Post-hoc Comparisons
By Fertilizer
TukeyHSD(mod_add, which = "Fertilizer")
#> Tukey multiple comparisons of means
#> 95% family-wise confidence level
#>
#> Fit: aov(formula = Yield ~ Temperature + Fertilizer, data = factorial_data)
#>
#> $Fertilizer
#> diff lwr upr p adj
#> Frt_B-Frt_A -0.05833333 -0.4042471 0.2875805 0.9096944
#> Frt_C-Frt_A 0.88333333 0.5374195 1.2292471 0.0000016
#> Frt_C-Frt_B 0.94166667 0.5957529 1.2875805 0.0000005
By Temperature
TukeyHSD(mod_add, which = "Temperature")
#> Tukey multiple comparisons of means
#> 95% family-wise confidence level
#>
#> Fit: aov(formula = Yield ~ Temperature + Fertilizer, data = factorial_data)
#>
#> $Temperature
#> diff lwr upr p adj
#> Tmp_B-Tmp_A 1.6666667 1.3207529 2.012580 0e+00
#> Tmp_C-Tmp_A 2.6583333 2.3124195 3.004247 0e+00
#> Tmp_C-Tmp_B 0.9916667 0.6457529 1.337580 2e-07
Estimated Marginal Means
library(emmeans)
emm_fert <- emmeans(mod_add, specs = "Fertilizer")
emm_fert
#> Fertilizer emmean SE df lower.CL upper.CL
#> Frt_A 7.02 0.0994 31 6.81 7.22
#> Frt_B 6.96 0.0994 31 6.76 7.16
#> Frt_C 7.90 0.0994 31 7.70 8.10
#>
#> Results are averaged over the levels of: Temperature
#> Confidence level used: 0.95
pairs(emm_fert)
#> contrast estimate SE df t.ratio p.value
#> Frt_A - Frt_B 0.0583 0.141 31 0.415 0.9097
#> Frt_A - Frt_C -0.8833 0.141 31 -6.285 <0.0001
#> Frt_B - Frt_C -0.9417 0.141 31 -6.700 <0.0001
#>
#> Results are averaged over the levels of: Temperature
#> P value adjustment: tukey method for comparing a family of 3 estimates
emm_temp <- emmeans(mod_add, specs = "Temperature")
emm_temp
#> Temperature emmean SE df lower.CL upper.CL
#> Tmp_A 5.85 0.0994 31 5.65 6.05
#> Tmp_B 7.52 0.0994 31 7.31 7.72
#> Tmp_C 8.51 0.0994 31 8.31 8.71
#>
#> Results are averaged over the levels of: Fertilizer
#> Confidence level used: 0.95
pairs(emm_temp)
#> contrast estimate SE df t.ratio p.value
#> Tmp_A - Tmp_B -1.667 0.141 31 -11.858 <0.0001
#> Tmp_A - Tmp_C -2.658 0.141 31 -18.914 <0.0001
#> Tmp_B - Tmp_C -0.992 0.141 31 -7.056 <0.0001
#>
#> Results are averaged over the levels of: Fertilizer
#> P value adjustment: tukey method for comparing a family of 3 estimates
p1 <- plot(emm_fert, comparisons = TRUE) +
theme_bw() + labs(y = "", x = "EMM: Fertilizer")
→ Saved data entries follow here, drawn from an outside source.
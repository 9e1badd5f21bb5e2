//! Typed description of one upstream call.

use crate::cache::ResourceClass;

/// Which bill sub-resource to fetch.
#[derive(Debug, Clone, Copy, PartialEq, Eq)]
pub enum BillEndpoint {
    Titles,
    Summaries,
}

impl BillEndpoint {
    #[must_use]
    pub const fn as_str(self) -> &'static str {
        match self {
            Self::Titles => "titles",
            Self::Summaries => "summaries",
        }
    }

    /// Parse the `endpoint` query value accepted by the bill route.
    #[must_use]
    pub fn parse(value: &str) -> Option<Self> {
        match value {
            "titles" => Some(Self::Titles),
            "summaries" => Some(Self::Summaries),
            _ => None,
        }
    }
}

/// One upstream request, carrying everything needed to build its URL and its
/// cache key.
#[derive(Debug, Clone, PartialEq, Eq)]
pub enum UpstreamRequest {
    VoteList {
        congress: u32,
        session: u32,
        limit: u32,
    },
    Bill {
        bill_type: String,
        number: String,
        endpoint: BillEndpoint,
    },
    VoteDetail {
        roll: u32,
    },
    VoteMembers {
        roll: u32,
    },
    RepLookup {
        zip: String,
    },
}

impl UpstreamRequest {
    /// Bill request with the type normalised to lowercase, as upstream expects.
    pub fn bill(bill_type: &str, number: impl Into<String>, endpoint: BillEndpoint) -> Self {
        Self::Bill {
            bill_type: bill_type.to_lowercase(),
            number: number.into(),
            endpoint,
        }
    }

    #[must_use]
    pub const fn resource_class(&self) -> ResourceClass {
        match self {
            Self::VoteList { .. } => ResourceClass::VoteList,
            Self::Bill {
                endpoint: BillEndpoint::Titles,
                ..
            } => ResourceClass::BillTitle,
            Self::Bill {
                endpoint: BillEndpoint::Summaries,
                ..
            } => ResourceClass::BillSummary,
            Self::VoteDetail { .. } => ResourceClass::VoteDetail,
            Self::VoteMembers { .. } => ResourceClass::VoteMembers,
            Self::RepLookup { .. } => ResourceClass::RepLookup,
        }
    }

    /// Deterministic cache key built from the resource class and parameters.
    #[must_use]
    pub fn cache_key(&self) -> String {
        match self {
            Self::VoteList {
                congress,
                session,
                limit,
            } => format!("vote_list_{congress}_{session}_{limit}"),
            Self::Bill {
                bill_type,
                number,
                endpoint,
            } => format!("bill_{bill_type}_{number}_{}", endpoint.as_str()),
            Self::VoteDetail { roll } => format!("vote_detail_{roll}"),
            Self::VoteMembers { roll } => format!("vote_members_{roll}"),
            Self::RepLookup { zip } => format!("rep_zip_{zip}"),
        }
    }
}
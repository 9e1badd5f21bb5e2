//! Canned upstream payloads shaped like congress.gov and the ZIP lookup.

use serde_json::{json, Value};

/// Vote list with one bill vote (roll 43, HR 100) and one procedural vote
/// (roll 42).
pub fn vote_list() -> Value {
    json!({
        "houseRollCallVotes": [
            {
                "congress": 119,
                "sessionNumber": 2,
                "rollCallNumber": 43,
                "legislationType": "HR",
                "legislationNumber": "100",
                "result": "Passed",
                "startDate": "2026-01-13T14:05:00-05:00"
            },
            {
                "congress": 119,
                "sessionNumber": 2,
                "rollCallNumber": 42,
                "result": "Agreed to",
                "startDate": "2026-01-12T18:54:00-05:00"
            }
        ]
    })
}

pub fn vote_detail() -> Value {
    json!({
        "houseRollCallVote": {
            "voteQuestion": "On Passage",
            "votePartyTotal": [
                {"party": {"type": "R", "name": "Republican"}, "yeaTotal": 2, "nayTotal": 0, "notVotingTotal": 0},
                {"party": {"type": "D", "name": "Democratic"}, "yeaTotal": 0, "nayTotal": 1, "notVotingTotal": 0}
            ]
        }
    })
}

/// Members for a vote; Pelosi only takes part when `with_pelosi` is set.
pub fn vote_members(with_pelosi: bool) -> Value {
    let mut results = vec![
        json!({"firstName": "Mike", "lastName": "Johnson", "voteParty": "R", "voteState": "LA", "voteCast": "Yea"}),
        json!({"firstName": "Steve", "lastName": "Scalise", "voteParty": "R", "voteState": "LA", "voteCast": "Yea"}),
    ];
    if with_pelosi {
        results.push(json!({"firstName": "Nancy", "lastName": "Pelosi", "voteParty": "D", "voteState": "CA", "voteCast": "Nay"}));
    }
    json!({"houseRollCallVoteMemberVotes": {"results": results}})
}

pub fn bill_titles() -> Value {
    json!({
        "titles": [
            {"title": "Lower Costs Act", "titleType": "Short Title(s) as Introduced"},
            {"title": "To lower costs for families.", "titleType": "Official Title as Introduced"},
            {"title": "An Act to lower costs.", "titleType": "Official"}
        ]
    })
}

pub fn bill_summaries() -> Value {
    json!({"summaries": [{"text": "<p>This bill <strong>lowers</strong> costs.</p>"}]})
}

pub fn rep_lookup() -> Value {
    json!({
        "results": [
            {"name": "Nancy Pelosi", "party": "Democrat", "state": "CA", "district": "11"}
        ]
    })
}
p2 <- plot(emm_temp, comparisons = TRUE) +
theme_bw() + labs(y = "", x = "EMM: Temperature")
gridExtra::grid.arrange(p1, p2, ncol = 2)
Conclusion
Factorial designs allow efficient study of multiple factors and their interactions. The analysis workflow:
- Fit both additive and interaction models.
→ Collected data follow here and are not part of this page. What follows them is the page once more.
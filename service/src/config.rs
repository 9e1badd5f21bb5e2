use std::time::Duration;

use figment::{
    providers::{Env, Format, Serialized, Yaml},
    Figment,
};
use serde::{Deserialize, Deserializer, Serialize};
use serde_aux::prelude::deserialize_vec_from_string_or_vec;

use crate::upstream::UpstreamSettings;

/// Application configuration loaded from multiple sources.
///
/// Configuration is loaded in priority order (lowest to highest):
/// 1. Struct defaults
/// 2. config.yaml file (if exists)
/// 3. Environment variables with RC_ prefix (always wins)
#[derive(Debug, Clone, Deserialize, Serialize)]
pub struct Config {
    pub server: ServerConfig,
    pub logging: LoggingConfig,
    #[serde(default)]
    pub cors: CorsConfig,
    pub upstream: UpstreamConfig,
    #[serde(default)]
    pub cache: CacheConfig,
    #[serde(default)]
    pub static_files: StaticFilesConfig,
    #[serde(default)]
    pub rate_limit: RateLimitConfig,
}

#[derive(Debug, Clone, Deserialize, Serialize)]
pub struct ServerConfig {
    /// HTTP server port.
    #[serde(default = "default_port")]
    pub port: u16,

    /// HTTP server bind address.
    #[serde(default = "default_host")]
    pub host: String,
}

#[derive(Debug, Clone, Deserialize, Serialize)]
pub struct LoggingConfig {
    /// Log filter directive (debug, info, warn, error, or a full `EnvFilter` string).
    #[serde(default = "default_log_level")]
    pub level: String,
}

#[derive(Debug, Clone, Deserialize, Serialize)]
pub struct CorsConfig {
    /// Allowed origins for CORS requests.
    /// Use `"*"` to allow any origin.
    /// Accepts either an array or comma-separated string.
    /// Example: `["http://localhost:5173"]` or `"http://localhost:5173,https://app.example.com"`
    #[serde(
        default = "default_allowed_origins",
        deserialize_with = "deserialize_origins"
    )]
    pub allowed_origins: Vec<String>,
}

/// Deserialize origins from comma-separated string or array, filtering empty values.
fn deserialize_origins<'de, D>(deserializer: D) -> Result<Vec<String>, D::Error>
where
    D: Deserializer<'de>,
{
    let origins: Vec<String> = deserialize_vec_from_string_or_vec(deserializer)?;
    Ok(origins.into_iter().filter(|s| !s.is_empty()).collect())
}

#[derive(Debug, Clone, Deserialize, Serialize)]
pub struct UpstreamConfig {
    /// congress.gov v3 API base URL.
    #[serde(default = "default_congress_base_url")]
    pub congress_base_url: String,

    /// congress.gov API key (required, no compiled-in default).
    #[serde(default)]
    pub congress_api_key: String,

    /// ZIP-to-representative lookup base URL.
    #[serde(default = "default_rep_lookup_base_url")]
    pub rep_lookup_base_url: String,

    /// Congress number for all lookups.
    #[serde(default = "default_congress")]
    pub congress: u32,

    /// Session within the congress (1 or 2).
    #[serde(default = "default_session")]
    pub session: u32,

    /// Default vote-list page size.
    #[serde(default = "default_vote_limit")]
    pub vote_limit: u32,

    /// Per-request timeout in milliseconds.
    #[serde(default = "default_timeout_ms")]
    pub timeout_ms: u64,
}

#[derive(Debug, Clone, Deserialize, Serialize)]
pub struct CacheConfig {
    /// How often expired entries are swept from memory, in seconds.
    #[serde(default = "default_sweep_interval_secs")]
    pub sweep_interval_secs: u64,
}

#[derive(Debug, Clone, Default, Deserialize, Serialize)]
pub struct StaticFilesConfig {
    /// Directory served for any path no API route matches. Disabled when unset.
    #[serde(default)]
    pub dir: Option<String>,
}

/// Per-client-IP request limiting.
///
/// A client may send `max_requests` in a burst; the allowance refills evenly
/// over `window_secs`.
#[derive(Debug, Clone, Deserialize, Serialize)]
pub struct RateLimitConfig {
    #[serde(default = "default_rate_limit_enabled")]
    pub enabled: bool,

    /// Window over which `max_requests` are replenished, in seconds.
    #[serde(default = "default_rate_limit_window_secs")]
    pub window_secs: u64,

    /// Requests one client IP may make per window.
    #[serde(default = "default_rate_limit_max_requests")]
    pub max_requests: u32,
}

impl RateLimitConfig {
    /// Time to regain one request of allowance.
    #[must_use]
    pub fn replenish_interval(&self) -> Duration {
        let window = Duration::from_secs(self.window_secs);
        window.checked_div(self.max_requests).unwrap_or(window)
    }
}

const MIN_TIMEOUT_MS: u64 = 100;
const MAX_TIMEOUT_MS: u64 = 300_000;

// These functions cannot be const because serde uses function pointers for defaults
#[allow(clippy::missing_const_for_fn)]
fn default_port() -> u16 {
    3000
}

fn default_host() -> String {
    "0.0.0.0".to_string()
}

fn default_log_level() -> String {
    "info".to_string()
}

#[allow(clippy::missing_const_for_fn)]
fn default_allowed_origins() -> Vec<String> {
    // Default to empty (no cross-origin requests allowed)
    // Configure explicitly via RC_CORS__ALLOWED_ORIGINS or config.yaml
    vec![]
}

fn default_congress_base_url() -> String {
    "https://api.congress.gov/v3".to_string()
}

fn default_rep_lookup_base_url() -> String {
    "https://whoismyrepresentative.com".to_string()
}

#[allow(clippy::missing_const_for_fn)]
fn default_congress() -> u32 {
    119
}

#[allow(clippy::missing_const_for_fn)]
fn default_session() -> u32 {
    2
}

#[allow(clippy::missing_const_for_fn)]
fn default_vote_limit() -> u32 {
    100
}

#[allow(clippy::missing_const_for_fn)]
fn default_timeout_ms() -> u64 {
    10_000
}

#[allow(clippy::missing_const_for_fn)]
fn default_sweep_interval_secs() -> u64 {
    86_400 // 1 day
}

#[allow(clippy::missing_const_for_fn)]
fn default_rate_limit_enabled() -> bool {
    true
}

#[allow(clippy::missing_const_for_fn)]
fn default_rate_limit_window_secs() -> u64 {
    60
}

#[allow(clippy::missing_const_for_fn)]
fn default_rate_limit_max_requests() -> u32 {
    1000
}

impl Default for CorsConfig {
    fn default() -> Self {
        Self {
            allowed_origins: default_allowed_origins(),
        }
    }
}

impl Default for UpstreamConfig {
    fn default() -> Self {
        Self {
            congress_base_url: default_congress_base_url(),
            congress_api_key: String::new(),
            rep_lookup_base_url: default_rep_lookup_base_url(),
            congress: default_congress(),
            session: default_session(),
            vote_limit: default_vote_limit(),
            timeout_ms: default_timeout_ms(),
        }
    }
}

impl Default for CacheConfig {
    fn default() -> Self {
        Self {
            sweep_interval_secs: default_sweep_interval_secs(),
        }
    }
}

impl Default for RateLimitConfig {
    fn default() -> Self {
        Self {
            enabled: default_rate_limit_enabled(),
            window_secs: default_rate_limit_window_secs(),
            max_requests: default_rate_limit_max_requests(),
        }
    }
}

impl Default for Config {
    fn default() -> Self {
        Self {
            server: ServerConfig {
                port: default_port(),
                host: default_host(),
            },
            logging: LoggingConfig {
                level: default_log_level(),
            },
            cors: CorsConfig::default(),
            upstream: UpstreamConfig::default(),
            cache: CacheConfig::default(),
            static_files: StaticFilesConfig::default(),
            rate_limit: RateLimitConfig::default(),
        }
    }
}

/// Configuration loading and validation errors.
#[derive(Debug, thiserror::Error)]
pub enum ConfigError {
    #[error("Configuration error: {0}")]
    Figment(#[from] Box<figment::Error>),

    #[error("Validation error: {0}")]
    Validation(String),
}

impl From<figment::Error> for ConfigError {
    fn from(err: figment::Error) -> Self {
        Self::Figment(Box::new(err))
    }
}

impl Config {
    /// Load configuration from all sources.
    ///
    /// Sources are merged in priority order:
    /// 1. Struct defaults (lowest)
    /// 2. config.yaml file (if exists)
    /// 3. Environment variables with RC_ prefix (highest)
    ///
    /// # Errors
    /// Returns an error if configuration cannot be loaded or is invalid.
    pub fn load() -> Result<Self, ConfigError> {
        Self::load_from("config.yaml")
    }

    /// Load configuration with a custom YAML file path.
    ///
    /// # Errors
    /// Returns an error if configuration cannot be loaded or is invalid.
    pub fn load_from(yaml_path: &str) -> Result<Self, ConfigError> {
        let config: Self = Figment::new()
            .merge(Serialized::defaults(Self::default()))
            .merge(Yaml::file(yaml_path))
            .merge(Env::prefixed("RC_").split("__"))
            .extract()?;

        config.validate()?;
        Ok(config)
    }

    /// Validate configuration values.
    ///
    /// # Errors
    /// Returns an error if any configuration value is invalid.
    pub fn validate(&self) -> Result<(), ConfigError> {
        // API key is required
        if self.upstream.congress_api_key.trim().is_empty() {
            return Err(ConfigError::Validation(
                "upstream.congress_api_key is required. Set RC_UPSTREAM__CONGRESS_API_KEY environment variable or configure in config.yaml.".into(),
            ));
        }

        if self.server.port == 0 {
            return Err(ConfigError::Validation("server.port cannot be 0".into()));
        }

        for (name, url) in [
            ("upstream.congress_base_url", &self.upstream.congress_base_url),
            ("upstream.rep_lookup_base_url", &self.upstream.rep_lookup_base_url),
        ] {
            if !url.starts_with("http://") && !url.starts_with("https://") {
                return Err(ConfigError::Validation(format!(
                    "{name} must start with http:// or https://, got: '{url}'"
                )));
            }
        }

        if !(1..=2).contains(&self.upstream.session) {
            return Err(ConfigError::Validation(format!(
                "upstream.session must be 1 or 2, got: {}",
                self.upstream.session
            )));
        }

        if self.upstream.vote_limit == 0 {
            return Err(ConfigError::Validation(
                "upstream.vote_limit cannot be 0".into(),
            ));
        }

        if !(MIN_TIMEOUT_MS..=MAX_TIMEOUT_MS).contains(&self.upstream.timeout_ms) {
            return Err(ConfigError::Validation(format!(
                "upstream.timeout_ms must be between {MIN_TIMEOUT_MS} and {MAX_TIMEOUT_MS}, got: {}",
                self.upstream.timeout_ms
            )));
        }

        if self.cache.sweep_interval_secs == 0 {
            return Err(ConfigError::Validation(
                "cache.sweep_interval_secs cannot be 0".into(),
            ));
        }

        if self.rate_limit.enabled {
            let limit = &self.rate_limit;
            if limit.window_secs == 0 || limit.max_requests == 0 {
                return Err(ConfigError::Validation(
                    "rate_limit.window_secs and rate_limit.max_requests must be positive".into(),
                ));
            }
            if limit.replenish_interval() < Duration::from_millis(1) {
                return Err(ConfigError::Validation(format!(
                    "rate_limit.max_requests ({}) exceeds one per millisecond of a {}s window",
                    limit.max_requests, limit.window_secs
                )));
            }
        }

        // CORS origins must be valid URLs or "*"
        for origin in &self.cors.allowed_origins {
            if origin != "*" && !origin.starts_with("http://") && !origin.starts_with("https://") {
                return Err(ConfigError::Validation(format!(
                    "cors.allowed_origins contains invalid origin '{origin}'. Must be '*' or start with http:// or https://"
                )));
            }
        }

        Ok(())
    }

    /// Connection settings for the upstream HTTP client.
    #[must_use]
    pub fn upstream_settings(&self) -> UpstreamSettings {
        UpstreamSettings {
            congress_base_url: self.upstream.congress_base_url.clone(),
            api_key: self.upstream.congress_api_key.clone(),
            rep_lookup_base_url: self.upstream.rep_lookup_base_url.clone(),
            congress: self.upstream.congress,
            session: self.upstream.session,
            timeout: Duration::from_millis(self.upstream.timeout_ms),
        }
    }

    #[must_use]
    pub const fn sweep_interval(&self) -> Duration {
        Duration::from_secs(self.cache.sweep_interval_secs)
    }
}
- Test whether the interaction is significant.
- If no interaction: interpret main effects separately.
- If interaction present: use conditional contrasts to compare one factor within levels of the other.
When factors have a nested structure (e.g., sub-treatments applied within main treatments), consider a Split-Plot Design.